Nesta última semana, entretanto, um acordo entre a Polícia Federal e a juíza mudaram o regime de visitas do petista. Ele conseguiu receber pela primeira vez amigos escolhidos. Serão dois, a cada quinta-feira, que dividirão o tempo com a família. Lula aproveitou, então, para tentar dizimar uma crise que parecia se formar no PT. Chamou a presidenta do partido, Gleisi Hoffmann, que levou a tiracolo Jaques Wagner, como quem precisava de uma conversa séria. Wagner é cotado para ser o plano B de Lula nas eleições de outubro, uma estratégia que não agrada o ex-governador baiano agora. Nos últimos dias, ele deu uma declaração em que se mostrava favorável a que o PT entrasse na chapa de Ciro Gomes (PDT), mas na vice-presidência. Hoffmann se enfureceu. Afirmou que Ciro “não passa no PT nem com reza brava”. Ao sair da visita a Lula, ambos foram questionados se o assunto foi tema do encontro. “Ciro Gomes não é pauta nem do PT, nem da conversa”, afirmou ela, irritada.

Ataques

Para acolher os militantes que permanecem diariamente na frente da Polícia Federal, um terreno foi alugado pelo Partido dos Trabalhadores a cerca de um quilômetro dali. São dezenas de barracas de camping e dois barracões de lona, banheiros com ducha e uma cozinha, que na última quinta-feira servia gratuitamente arroz com charque, feijão e legumes. A cada dia, chegam e saem delegações de diversos Estados para manter o apoio ao ex-presidente. E todos dormem ali. “Pretendo ficar aqui até ele sair. E quero que isso seja o mais breve possível”, afirmou o carioca Richard Faullaber, 63 anos, filiado ao PT desde 1981 e professor voluntário em uma favela. “Lula tirou milhões de crianças da pobreza. O trabalho político é fundamental”, explicava ele.

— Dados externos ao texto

//! Poll entity, attached 1:1 to a `note` whose `Question` object carries
//! `oneOf`/`anyOf` options (spec.md §4 "Poll aggregator").

use sea_orm::entity::prelude::*;
use serde_json::Value as JsonValue;
use serde::{Deserialize, Serialize};

#[derive(Clone, Debug, PartialEq, Eq, DeriveEntityModel, Serialize, Deserialize)]
#[sea_orm(table_name = "poll")]
pub struct Model {
    #[sea_orm(primary_key, auto_increment = false)]
    pub note_id: String,

    /// Poll options, 2 to 5 entries ("Polls must have 2 to 5 options").
    #[sea_orm(column_type = "Json")]
    pub options: JsonValue,

    /// Vote tally per option, same length/order as `options`. Recomputed
    /// from `poll_vote` rows rather than incremented in place, so a late
    /// vote arriving out of order never desyncs the count.
    #[sea_orm(column_type = "Json")]
    pub tallies: JsonValue,

    /// `oneOf` (false) vs `anyOf` (true) in the wire `Question` object.
    pub multiple: bool,

    #[sea_orm(nullable)]
    pub expires_at: Option<DateTimeWithTimeZone>,

    /// Set once a closure `Update` is processed or `expires_at` has
    /// passed at aggregation time. A closed poll rejects further votes
    /// but keeps accepting replies.
    #[sea_orm(default_value = false)]
    pub closed: bool,

    pub voters_count: i32,
}

#[derive(Copy, Clone, Debug, EnumIter, DeriveRelation)]
pub enum Relation {
    #[sea_orm(
        belongs_to = "super::note::Entity",
        from = "Column::NoteId",
        to = "super::note::Column::Id",
        on_delete = "Cascade"
    )]
    Note,
}

impl Related<super::note::Entity> for Entity {
    fn to() -> RelationDef {
        Relation::Note.def()
    }
}

impl ActiveModelBehavior for ActiveModel {}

Na última semana, a porta do acampamento ganhou uma barricada de proteção. E uma viatura permanente da Polícia Militar na porta. Na madrugada de sábado, 28 de abril, uma pessoa atirou contra os habitantes do acampamento pró-Lula, deixando dois feridos. O sindicalista Jefferson Lima de Menezes foi atingido no pescoço e deixou o hospital apenas na última quinta-feira. “Os tiros começaram e mandamos todo mundo para os fundos do acampamento, para deitar no chão”, conta Jocimar Soares, 28. “Hostilidade contra a gente tem todo dia. É comum, diário”, diz. Na última sexta-feira, um delegado da Polícia Federal atacou a vigília de Lula na frente da Polícia Federal. Logo após o bom dia, destruiu os aparelhos de som. Caixas substituídas, tudo já estava pronto para o boa noite.